Los actuales desórdenes estudiantiles recuerdan el periodo en que los sofistas, los
antagonistas de Sócrates, aislaron a los jóvenes en el ágora y éstos se rebelaron. Pero yo
creo que la vida de los jóvenes –y no sólo de los jóvenes sino de todos los intelectuales-
debe transcurrir entre el gimnasio y el ágora. Defender la propia opinión con opiniones
representa una contradicción de método: yo soy de los que creen que una opinión debe
defenderse con el cuerpo y las artes marciales.
Mediante este razonamiento llegué espontáneamente a entender la noción que en la
estrategia militar se conoce como "invasión indirecta". Vista desde el exterior, ésta
parece una lucha ideológica encubierta dirigida por una potencia extranjera, mientras
que esencialmente es (al menos respecto a Japón) una batalla entre quien intenta violar
la identidad nacional y quien se esfuerza por defenderla. Tal estrategia asume las formas
más variadas y complejas, pues a veces provoca una lucha popular que adopta la
máscara del nacionalismo y en otras se convierte en un combate de milicias irregulares
contra un ejército regular.
Sin embargo, se puede afirmar que en Japón la modernización del siglo XIX echó
por tierra el concepto de milicias irregulares y que fue así como el ejército regular
asumió una importancia exclusiva. En la actualidad, una tradición similar se ha
extendido incluso al Ejército de Defensa. A partir del siglo XIX Japón dejó de tener una
milicia
popular, a tal punto que en la Segunda Guerra Mundial el Parlamento aprobó una ley
para enrolar voluntarios sólo dos meses antes de la derrota. Los japoneses consideramos
que los ejércitos irregulares, que son las fuerzas adecuadas para las nuevas formas de
guerra del siglo XX, deben emplear las simples estrategias del ejército convencional. Mi
concepción de la milicia popular recibió siempre las críticas de todos aquellos con los
que he conversado sobre el tema, que querían convencerme de que en Japón tal milicia
no podría llevarse a la práctica. Les rebatía ese argumento afirmando que yo crearía una,
sólo con mis fuerzas. Y éste fue el origen de las Sociedad de los Escudos.

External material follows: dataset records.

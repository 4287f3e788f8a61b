use dialectkit_core::{Column, Index, IndexKind, SqlType, SqlTypeName};

#[test]
fn serializes_index_deterministically() {
    let index = Index::new(
        "email",
        IndexKind::Unique,
        vec!["email".to_string(), "phone".to_string()],
    );

    let json = serde_json::to_string_pretty(&index).expect("serialize index");
    let expected = r#"{
  "name": "email",
  "kind": "unique",
  "cols": [
    "email",
    "phone"
  ]
}"#;
    assert_eq!(json, expected);
}

#[test]
fn serializes_generic_type_names_in_uppercase() {
    let column = Column::new("created", SqlType::new(SqlTypeName::TimeStampz));
    let value = serde_json::to_value(&column).expect("serialize column");
    assert_eq!(value["sql_type"]["name"], "TIMESTAMPZ");
    assert_eq!(value["nullable"], true);

    let back: Column = serde_json::from_value(value).expect("deserialize column");
    assert_eq!(back, column);
}
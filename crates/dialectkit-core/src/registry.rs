use std::collections::HashMap;
use std::sync::Arc;

use crate::dialect::{DataSource, Dialect};
use crate::error::{Error, Result};

/// Constructor registered for a driver name.
pub type DialectFactory = fn(&DataSource) -> Result<Arc<dyn Dialect>>;

/// Registry of dialect constructors keyed by driver name.
///
/// Built explicitly at startup by each engine crate's `register` function;
/// there is no global instance.
#[derive(Default)]
pub struct DialectRegistry {
    factories: HashMap<String, DialectFactory>,
}

impl DialectRegistry {
    pub fn new() -> Self {
        Self::default()
    }

    /// Register (or replace) the factory for `driver`.
    pub fn register(&mut self, driver: impl Into<String>, factory: DialectFactory) {
        self.factories.insert(driver.into(), factory);
    }

    pub fn contains(&self, driver: &str) -> bool {
        self.factories.contains_key(driver)
    }

    /// Registered driver names, sorted.
    pub fn drivers(&self) -> Vec<&str> {
        let mut names: Vec<&str> = self.factories.keys().map(String::as_str).collect();
        names.sort_unstable();
        names
    }

    /// Construct the dialect registered for `source.driver_name`.
    pub fn open(&self, source: &DataSource) -> Result<Arc<dyn Dialect>> {
        let factory = self
            .factories
            .get(&source.driver_name)
            .ok_or_else(|| Error::UnsupportedDriver(source.driver_name.clone()))?;
        factory(source)
    }
}
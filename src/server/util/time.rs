use chrono::{DateTime, Timelike, Utc};

/// Truncates a timestamp to the start of its hour.
///
/// Enrollment start dates are stored hour-aligned so that "starts in the past"
/// checks compare whole hours instead of raw instants.
pub fn start_of_hour(ts: DateTime<Utc>) -> DateTime<Utc> {
    ts.with_minute(0)
        .and_then(|t| t.with_second(0))
        .and_then(|t| t.with_nanosecond(0))
        .unwrap_or(ts)
}

#[cfg(test)]
mod tests {
    use super::*;
    use chrono::TimeZone;

    #[test]
    fn truncates_to_hour() {
        let ts = Utc.with_ymd_and_hms(2025, 8, 14, 13, 42, 57).unwrap();

        let truncated = start_of_hour(ts);

        assert_eq!(truncated, Utc.with_ymd_and_hms(2025, 8, 14, 13, 0, 0).unwrap());
    }

    #[test]
    fn already_aligned_timestamp_is_unchanged() {
        let ts = Utc.with_ymd_and_hms(2025, 8, 14, 13, 0, 0).unwrap();

        assert_eq!(start_of_hour(ts), ts);
    }
}
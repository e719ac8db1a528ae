use thiserror::Error;

/// Errors that can occur while setting up a test environment.
#[derive(Error, Debug)]
pub enum TestError {
    /// Database connection or schema setup failed.
    #[error(transparent)]
    Database(#[from] sea_orm::DbErr),
}
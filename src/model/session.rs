use serde::{Deserialize, Serialize};
use utoipa::ToSchema;

use crate::model::user::UserDto;

#[derive(Serialize, Deserialize, PartialEq, Clone, Debug, ToSchema)]
pub struct LoginDto {
    pub email: String,
    pub password: String,
}

#[derive(Serialize, Deserialize, PartialEq, Clone, Debug, ToSchema)]
pub struct SessionDto {
    pub token: String,
    pub user: UserDto,
}
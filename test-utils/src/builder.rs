use entity::prelude::*;
use sea_orm::{sea_query::TableCreateStatement, DatabaseBackend, EntityTrait, Schema};

use crate::{context::TestContext, error::TestError};

/// Builder for creating test contexts with customizable database schemas.
///
/// Provides a fluent interface for configuring test environments with in-memory
/// SQLite databases. Use the builder pattern to add entity tables, then call
/// `build()` to create the configured test context.
///
/// # Example
///
/// ```rust,ignore
/// use test_utils::builder::TestBuilder;
/// use entity::prelude::{Gym, Student};
///
/// let test = TestBuilder::new()
///     .with_table(Gym)
///     .with_table(Student)
///     .build()
///     .await?;
/// ```
pub struct TestBuilder {
    /// CREATE TABLE statements to execute during database setup.
    ///
    /// Each statement is generated from an entity model using SeaORM's schema
    /// builder. Statements are executed in the order they were added.
    tables: Vec<TableCreateStatement>,
}

impl TestBuilder {
    /// Creates a new test builder with no tables configured.
    pub fn new() -> Self {
        Self { tables: Vec::new() }
    }

    /// Adds an entity table to the test database schema.
    ///
    /// Generates a CREATE TABLE statement from the provided SeaORM entity using
    /// SQLite backend syntax. Tables should be added in dependency order (tables
    /// with foreign keys after their referenced tables).
    ///
    /// # Arguments
    /// - `entity` - SeaORM entity to generate the table from
    ///
    /// # Returns
    /// - `Self` - Builder instance for method chaining
    pub fn with_table<E: EntityTrait>(mut self, entity: E) -> Self {
        let schema = Schema::new(DatabaseBackend::Sqlite);
        self.tables.push(schema.create_table_from_entity(entity));
        self
    }

    /// Adds all tables required for enrollment operations.
    ///
    /// This convenience method adds the following tables in dependency order:
    /// - Gym
    /// - User
    /// - Student
    /// - Plan
    /// - Enrollment
    ///
    /// Use this when testing enrollment-related functionality. For help-order or
    /// check-in tests, use `with_gym_tables()`.
    ///
    /// # Returns
    /// - `Self` - Builder instance for method chaining
    pub fn with_enrollment_tables(self) -> Self {
        self.with_table(Gym)
            .with_table(User)
            .with_table(Student)
            .with_table(Plan)
            .with_table(Enrollment)
    }

    /// Adds every table in the schema.
    ///
    /// Equivalent to `with_enrollment_tables()` plus the check-in and help-order
    /// tables. Use this for tests that span the whole domain.
    ///
    /// # Returns
    /// - `Self` - Builder instance for method chaining
    pub fn with_gym_tables(self) -> Self {
        self.with_enrollment_tables()
            .with_table(CheckIn)
            .with_table(HelpOrder)
    }

    /// Builds and initializes the test context with configured tables.
    ///
    /// Creates an in-memory SQLite database connection and executes all CREATE
    /// TABLE statements that were added via `with_table()`.
    ///
    /// # Returns
    /// - `Ok(TestContext)` - Fully initialized test context with tables ready
    /// - `Err(TestError::Database)` - Failed to connect or create tables
    pub async fn build(self) -> Result<TestContext, TestError> {
        let mut setup = TestContext::new();

        setup.with_tables(self.tables).await?;

        Ok(setup)
    }
}

impl Default for TestBuilder {
    fn default() -> Self {
        Self::new()
    }
}
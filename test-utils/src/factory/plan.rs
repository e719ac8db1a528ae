//! Plan factory for creating test membership plans.

use crate::factory::helpers::next_id;
use sea_orm::{ActiveModelTrait, ActiveValue, DatabaseConnection, DbErr};

/// Factory for creating test plans with customizable fields.
pub struct PlanFactory<'a> {
    db: &'a DatabaseConnection,
    title: String,
    duration_months: i32,
    price: f64,
}

impl<'a> PlanFactory<'a> {
    /// Creates a new PlanFactory with default values.
    ///
    /// Defaults:
    /// - title: `"Plan {id}"` where id is auto-incremented
    /// - duration_months: 3, price: 100.0
    pub fn new(db: &'a DatabaseConnection) -> Self {
        let id = next_id();
        Self {
            db,
            title: format!("Plan {}", id),
            duration_months: 3,
            price: 100.0,
        }
    }

    pub fn title(mut self, title: impl Into<String>) -> Self {
        self.title = title.into();
        self
    }

    pub fn duration_months(mut self, duration_months: i32) -> Self {
        self.duration_months = duration_months;
        self
    }

    pub fn price(mut self, price: f64) -> Self {
        self.price = price;
        self
    }

    /// Builds and inserts the plan entity into the database.
    pub async fn build(self) -> Result<entity::plan::Model, DbErr> {
        entity::plan::ActiveModel {
            title: ActiveValue::Set(self.title),
            duration_months: ActiveValue::Set(self.duration_months),
            price: ActiveValue::Set(self.price),
            ..Default::default()
        }
        .insert(self.db)
        .await
    }
}

/// Creates a plan with default values.
///
/// Shorthand for `PlanFactory::new(db).build().await`.
pub async fn create_plan(db: &DatabaseConnection) -> Result<entity::plan::Model, DbErr> {
    PlanFactory::new(db).build().await
}
use super::*;

/// Tests that update merges provided fields over the stored record.
///
/// Expected: Ok(Some(Plan)) with the new price and the original title
#[tokio::test]
async fn merges_partial_update_over_existing_plan() -> Result<(), DbErr> {
    let test = TestBuilder::new()
        .with_table(entity::prelude::Plan)
        .build()
        .await
        .unwrap();
    let db = test.db.as_ref().unwrap();

    let plan = factory::plan::PlanFactory::new(db)
        .title("Silver")
        .duration_months(3)
        .price(100.0)
        .build()
        .await?;

    let updated = PlanRepository::new(db)
        .update(
            plan.id,
            UpdatePlanParams {
                title: None,
                duration_months: None,
                price: Some(80.0),
            },
        )
        .await?
        .unwrap();

    assert_eq!(updated.title, "Silver");
    assert_eq!(updated.duration_months, 3);
    assert_eq!(updated.price, 80.0);

    Ok(())
}

/// Tests updating a plan that does not exist.
///
/// Expected: Ok(None)
#[tokio::test]
async fn returns_none_for_missing_plan() -> Result<(), DbErr> {
    let test = TestBuilder::new()
        .with_table(entity::prelude::Plan)
        .build()
        .await
        .unwrap();
    let db = test.db.as_ref().unwrap();

    let updated = PlanRepository::new(db)
        .update(
            999,
            UpdatePlanParams {
                title: Some("Ghost".to_string()),
                duration_months: None,
                price: None,
            },
        )
        .await?;

    assert_eq!(updated, None);

    Ok(())
}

En la primavera de 1967, a los cuarenta y dos años, obtuve un permiso especial para
participar durante dos meses en las maniobras del Ejército de Defensa, siendo admitido
en una división de infantería como alumno oficial. Mis compañeros eran todos jóvenes
de poco más de veinte años. Compartí hasta el límite de mis posibilidades su
adiestramiento; corrí, marché y participé incluso en un entrenamiento para rangers.
Fueron experiencias muy duras, pero logré superarlas. Se me ocurrió entonces que era
imposible que jóvenes de veinte años no lograran realizar aquello que había sido capaz
de hacer un hombre de cuarenta y dos. De mis experiencias deduje que, con un mes de
prácticas, los jóvenes ignorantes de cualquier disciplina militar estarían en condiciones
de conducir pequeños pelotones de hombres, y con la ayuda de expertos estudié y
perfeccioné en seis meses un plan racional de ejercicios.